─── Data excerpts ───

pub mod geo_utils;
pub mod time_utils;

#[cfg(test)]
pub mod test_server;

───
─── Data excerpts ───

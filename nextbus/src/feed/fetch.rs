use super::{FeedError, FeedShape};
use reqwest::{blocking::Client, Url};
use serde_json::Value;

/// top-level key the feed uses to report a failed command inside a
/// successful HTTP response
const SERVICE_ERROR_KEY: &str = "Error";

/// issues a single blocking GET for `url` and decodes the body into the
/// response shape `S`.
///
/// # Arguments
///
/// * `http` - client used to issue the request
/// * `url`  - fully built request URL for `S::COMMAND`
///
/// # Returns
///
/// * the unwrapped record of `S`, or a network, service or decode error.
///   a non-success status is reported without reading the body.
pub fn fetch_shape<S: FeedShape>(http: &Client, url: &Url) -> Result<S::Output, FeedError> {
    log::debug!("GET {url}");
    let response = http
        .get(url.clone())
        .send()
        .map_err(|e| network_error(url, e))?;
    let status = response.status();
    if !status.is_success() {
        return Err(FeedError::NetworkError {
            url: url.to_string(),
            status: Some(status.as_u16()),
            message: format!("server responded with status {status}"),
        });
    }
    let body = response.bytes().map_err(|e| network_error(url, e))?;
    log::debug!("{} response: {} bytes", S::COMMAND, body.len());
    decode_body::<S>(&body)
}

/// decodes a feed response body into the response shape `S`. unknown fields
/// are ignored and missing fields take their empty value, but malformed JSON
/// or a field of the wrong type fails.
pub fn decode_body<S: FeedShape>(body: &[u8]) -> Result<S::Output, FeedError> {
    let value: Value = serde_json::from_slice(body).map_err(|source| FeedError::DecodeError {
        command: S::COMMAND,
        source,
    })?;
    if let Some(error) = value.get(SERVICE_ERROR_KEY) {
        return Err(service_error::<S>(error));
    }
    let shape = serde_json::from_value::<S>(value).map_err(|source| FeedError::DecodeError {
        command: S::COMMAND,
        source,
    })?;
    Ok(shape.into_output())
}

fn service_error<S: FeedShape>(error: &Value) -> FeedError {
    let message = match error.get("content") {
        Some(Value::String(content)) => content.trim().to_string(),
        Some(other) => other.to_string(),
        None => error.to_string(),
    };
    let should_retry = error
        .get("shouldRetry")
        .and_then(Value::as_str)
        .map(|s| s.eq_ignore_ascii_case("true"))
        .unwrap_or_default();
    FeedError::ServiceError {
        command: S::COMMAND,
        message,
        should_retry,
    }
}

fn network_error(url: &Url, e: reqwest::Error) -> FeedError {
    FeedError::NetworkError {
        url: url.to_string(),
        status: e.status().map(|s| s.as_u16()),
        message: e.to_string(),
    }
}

───

→ **Description of the task**: Copy the records above exactly, beginning at the line that contains "let status = response.status();" and stopping after the line that contains "decodes a feed".

→ **The answer**:
    let status = response.status();
    if !status.is_success() {
        return Err(FeedError::NetworkError {
            url: url.to_string(),
            status: Some(status.as_u16()),
            message: format!("server responded with status {status}"),
        });
    }
    let body = response.bytes().map_err(|e| network_error(url, e))?;
    log::debug!("{} response: {} bytes", S::COMMAND, body.len());
    decode_body::<S>(&body)
}

/// decodes a feed response body into the response shape `S`. unknown fields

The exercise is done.